** Records supplied follows **

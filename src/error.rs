//! Server lifecycle error taxonomy.
//!
//! Registration errors live with the router ([`crate::router::RouteError`])
//! and per-request match failures are HTTP statuses, not errors. What is
//! left are the lifecycle-surface failures reported synchronously to the
//! host: a failed bind and the two misuse cases.

use thiserror::Error;

#[derive(Debug, Error)]
pub enum ServerError {
    /// The listener could not be bound. Reported to the caller of `start`;
    /// not retried automatically.
    #[error("failed to bind {addr}")]
    BindFailed {
        addr: String,
        #[source]
        source: std::io::Error,
    },

    /// `start` was called on a server that is not idle. A server instance
    /// is single-use; construct a fresh one to restart.
    #[error("server already started")]
    AlreadyStarted,

    /// `stop` was called on a server that never started.
    #[error("server not started")]
    NotStarted,
}
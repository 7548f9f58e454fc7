//! Graceful shutdown: bounded stop, cancellation propagation, drain.

use std::net::SocketAddr;
use std::sync::Arc;
use std::time::{Duration, Instant};

use http::Method;
use tokio::sync::Notify;
use webhost::router::Router;

mod common;

fn addr_of(root_url: &str) -> SocketAddr {
    root_url
        .strip_prefix("http://")
        .unwrap()
        .parse()
        .unwrap()
}

/// Route whose handler signals `entered` on invocation, then runs `body`.
fn router_with_entry_notify<F, Fut>(pattern: &str, entered: Arc<Notify>, body: F) -> Router
where
    F: Fn(webhost::RequestScope) -> Fut + Send + Sync + Clone + 'static,
    Fut: std::future::Future<Output = &'static str> + Send + 'static,
{
    let mut router = common::sample_router();
    router
        .handle_fn(Method::GET, pattern, move |scope, _req, mut w| {
            let entered = entered.clone();
            let body = body.clone();
            async move {
                entered.notify_one();
                let text = body(scope).await;
                w.write(text.as_bytes());
                w
            }
        })
        .unwrap();
    router
}

#[tokio::test]
async fn test_stop_returns_within_grace_despite_stubborn_handler() {
    let entered = Arc::new(Notify::new());
    let router = router_with_entry_notify("/slow", entered.clone(), |_scope| async {
        // Ignores cancellation entirely.
        tokio::time::sleep(Duration::from_secs(5)).await;
        "late"
    });

    let server = common::server_with(router);
    let root_url = server.start().await.unwrap();
    let addr = addr_of(&root_url);

    let client = common::client();
    let url = format!("{root_url}/slow");
    let _pending = tokio::spawn(async move { client.get(url).send().await });
    entered.notified().await;

    let start = Instant::now();
    server.stop(Duration::from_millis(100)).await.unwrap();
    let elapsed = start.elapsed();

    // The wait is the grace period, not the handler's five seconds.
    assert!(elapsed >= Duration::from_millis(80), "stopped early: {elapsed:?}");
    assert!(elapsed < Duration::from_secs(1), "stop not bounded: {elapsed:?}");

    // The listener is released: new connections are refused.
    assert!(tokio::net::TcpStream::connect(addr).await.is_err());
}

#[tokio::test]
async fn test_cancellation_aware_handler_unblocks_stop() {
    let entered = Arc::new(Notify::new());
    let router = router_with_entry_notify("/poll", entered.clone(), |scope| async move {
        tokio::select! {
            _ = scope.cancelled() => "cancelled",
            _ = tokio::time::sleep(Duration::from_secs(5)) => "timed out",
        }
    });

    let server = common::server_with(router);
    let root_url = server.start().await.unwrap();

    let client = common::client();
    let url = format!("{root_url}/poll");
    let pending = tokio::spawn(async move { client.get(url).send().await });
    entered.notified().await;

    let start = Instant::now();
    server.stop(Duration::from_secs(2)).await.unwrap();
    assert!(
        start.elapsed() < Duration::from_secs(1),
        "cooperative handler should finish well before the grace period"
    );

    // The in-flight response is still delivered during shutdown.
    let res = pending.await.unwrap().unwrap();
    assert_eq!(res.text().await.unwrap(), "cancelled");
}

#[tokio::test]
async fn test_stop_waits_for_handlers_that_finish_in_time() {
    let entered = Arc::new(Notify::new());
    let router = router_with_entry_notify("/brief", entered.clone(), |_scope| async {
        tokio::time::sleep(Duration::from_millis(50)).await;
        "done"
    });

    let server = common::server_with(router);
    let root_url = server.start().await.unwrap();

    let client = common::client();
    let url = format!("{root_url}/brief");
    let pending = tokio::spawn(async move { client.get(url).send().await });
    entered.notified().await;

    server.stop(Duration::from_secs(2)).await.unwrap();

    let res = pending.await.unwrap().unwrap();
    assert_eq!(res.status(), 200);
    assert_eq!(res.text().await.unwrap(), "done");
}

#[tokio::test]
async fn test_inflight_scope_observes_signal_flip() {
    // A scope constructed before stop() sees is_cancelled() == false, and
    // its cancelled() future resolves once the signal flips.
    let entered = Arc::new(Notify::new());
    let router = router_with_entry_notify("/flagcheck", entered.clone(), |scope| async move {
        if scope.is_cancelled() {
            "already cancelled"
        } else {
            scope.cancelled().await;
            "cancelled later"
        }
    });

    let server = common::server_with(router);
    let root_url = server.start().await.unwrap();

    let client = common::client();
    let url = format!("{root_url}/flagcheck");
    let pending = tokio::spawn(async move { client.get(url).send().await });
    entered.notified().await;

    server.stop(Duration::from_secs(2)).await.unwrap();
    let res = pending.await.unwrap().unwrap();
    assert_eq!(res.text().await.unwrap(), "cancelled later");
}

** End of Records supplied **

## The task
The word "move" appears in some lines above. Return every one of those lines.

## Problem solution
        .handle_fn(Method::GET, pattern, move |scope, _req, mut w| {
            async move {
    let _pending = tokio::spawn(async move { client.get(url).send().await });
    let router = router_with_entry_notify("/poll", entered.clone(), |scope| async move {
    let pending = tokio::spawn(async move { client.get(url).send().await });
    let pending = tokio::spawn(async move { client.get(url).send().await });
    let router = router_with_entry_notify("/flagcheck", entered.clone(), |scope| async move {
    let pending = tokio::spawn(async move { client.get(url).send().await });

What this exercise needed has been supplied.